### Materials provided
//! Layout inspector overlay.
//!
//! Shows every value the resolver derived for the current viewport, so the
//! effect of resizing the terminal or changing the display configuration
//! can be checked by eye.

use gridline_layout::{DisplayMetrics, ResolvedLayout};
use ratatui::{
    buffer::Buffer,
    layout::{Alignment, Rect},
    style::{Color, Modifier, Style},
    text::{Line, Span},
    widgets::{Block, BorderType, Borders, Clear, Paragraph, Widget},
};

use super::centered_rect;

const INSPECTOR_WIDTH: u16 = 46;
const INSPECTOR_HEIGHT: u16 = 18;

/// Renders the layout inspector centered in `area`.
///
/// # Examples
///
/// ```
/// use ratatui::{buffer::Buffer, layout::Rect};
/// use gridline_layout::{DisplayMetrics, ResolvedLayout, Viewport};
/// use gridline_tui::widgets::render_inspector;
///
/// let metrics = DisplayMetrics::default();
/// let layout = ResolvedLayout::compute(Viewport::new(640.0, 384.0), &metrics);
/// let area = Rect::new(0, 0, 80, 24);
/// let mut buf = Buffer::empty(area);
///
/// render_inspector(&layout, &metrics, area, &mut buf);
/// ```
pub fn render_inspector(
    layout: &ResolvedLayout,
    metrics: &DisplayMetrics,
    area: Rect,
    buf: &mut Buffer,
) {
    let popup_area = centered_rect(INSPECTOR_WIDTH, INSPECTOR_HEIGHT, area);
    Clear.render(popup_area, buf);

    let block = Block::default()
        .title(Span::styled(
            " Layout ",
            Style::default()
                .fg(Color::LightMagenta)
                .add_modifier(Modifier::BOLD),
        ))
        .borders(Borders::ALL)
        .border_type(BorderType::Rounded)
        .border_style(Style::default().fg(Color::LightMagenta));

    Paragraph::new(build_lines(layout, metrics))
        .block(block)
        .alignment(Alignment::Left)
        .render(popup_area, buf);
}

fn build_lines(layout: &ResolvedLayout, metrics: &DisplayMetrics) -> Vec<Line<'static>> {
    let label_style = Style::default().fg(Color::DarkGray);
    let value_style = Style::default().fg(Color::White);
    let header_style = Style::default()
        .fg(Color::Yellow)
        .add_modifier(Modifier::BOLD);

    let row = |label: &str, value: String| {
        Line::from(vec![
            Span::styled(format!(" {label:<12}"), label_style),
            Span::styled(value, value_style),
        ])
    };

    let mut lines = vec![
        row("Device", layout.device_class.to_string()),
        row("Orientation", layout.orientation.to_string()),
        row(
            "Tablet",
            if layout.is_tablet { "yes" } else { "no" }.to_string(),
        ),
        row(
            "Viewport",
            format!(
                "{:.0}×{:.0} px",
                layout.viewport.width, layout.viewport.height
            ),
        ),
        row("Columns", layout.grid_columns.to_string()),
        row("Padding", format!("{} px", layout.adaptive_padding)),
        row(
            "Display",
            format!(
                "{} font×{:.2} ratio×{:.2}",
                metrics.platform,
                metrics.font_scale(),
                metrics.pixel_ratio()
            ),
        ),
        Line::from(""),
        Line::from(vec![
            Span::styled(format!(" {:<20}", "Spacing"), header_style),
            Span::styled("Typography", header_style),
        ]),
    ];

    let spacing: Vec<String> = layout
        .spacing
        .iter()
        .map(|(size, px)| format!("{:<8}{px:>4} px", size.token()))
        .collect();
    let typography: Vec<String> = layout
        .typography
        .iter()
        .map(|(role, px)| format!("{:<8}{px:>4} px", role.token()))
        .collect();

    for i in 0..spacing.len().max(typography.len()) {
        let left = spacing.get(i).map_or("", String::as_str);
        let right = typography.get(i).map_or("", String::as_str);
        lines.push(Line::from(Span::styled(
            format!(" {left:<20}{right}"),
            value_style,
        )));
    }

    lines
}

#[cfg(test)]
mod tests {
    use super::*;
    use crate::test_utils::buffer_to_string;
    use gridline_layout::{Platform, Viewport};

    fn render(viewport: Viewport, metrics: DisplayMetrics) -> String {
        let layout = ResolvedLayout::compute(viewport, &metrics);
        let area = Rect::new(0, 0, 80, 24);
        let mut buf = Buffer::empty(area);
        render_inspector(&layout, &metrics, area, &mut buf);
        buffer_to_string(&buf)
    }

    #[test]
    fn lines_fit_the_panel() {
        let metrics = DisplayMetrics::default();
        let layout = ResolvedLayout::compute(Viewport::new(375.0, 667.0), &metrics);
        assert_eq!(
            build_lines(&layout, &metrics).len() + 2,
            usize::from(INSPECTOR_HEIGHT)
        );
    }

    #[test]
    fn phone_portrait_values() {
        let content = render(Viewport::new(375.0, 667.0), DisplayMetrics::default());

        assert!(content.contains("Layout"));
        assert!(content.contains("medium"));
        assert!(content.contains("portrait"));
        assert!(content.contains("375×667 px"));
        assert!(content.contains("ios font×1.00 ratio×1.00"));
    }

    #[test]
    fn lists_every_token() {
        let content = render(Viewport::new(1024.0, 768.0), DisplayMetrics::default());

        for token in ["xs", "sm", "md", "lg", "xl", "h1", "h4", "body", "caption"] {
            assert!(content.contains(token), "missing {token}");
        }
        assert!(content.contains("landscape"));
    }

    #[test]
    fn shows_platform_overrides() {
        let metrics = DisplayMetrics::new(Platform::Android)
            .with_font_scale(1.3)
            .with_pixel_ratio(2.0);
        let content = render(Viewport::new(400.0, 800.0), metrics);

        assert!(content.contains("android font×1.30 ratio×2.00"));
        assert!(content.contains("large"));
    }
}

### What is expected
Go through the material and select each line with the string "empty" in it.

### Solution to the problem
/// let mut buf = Buffer::empty(area);
        let mut buf = Buffer::empty(area);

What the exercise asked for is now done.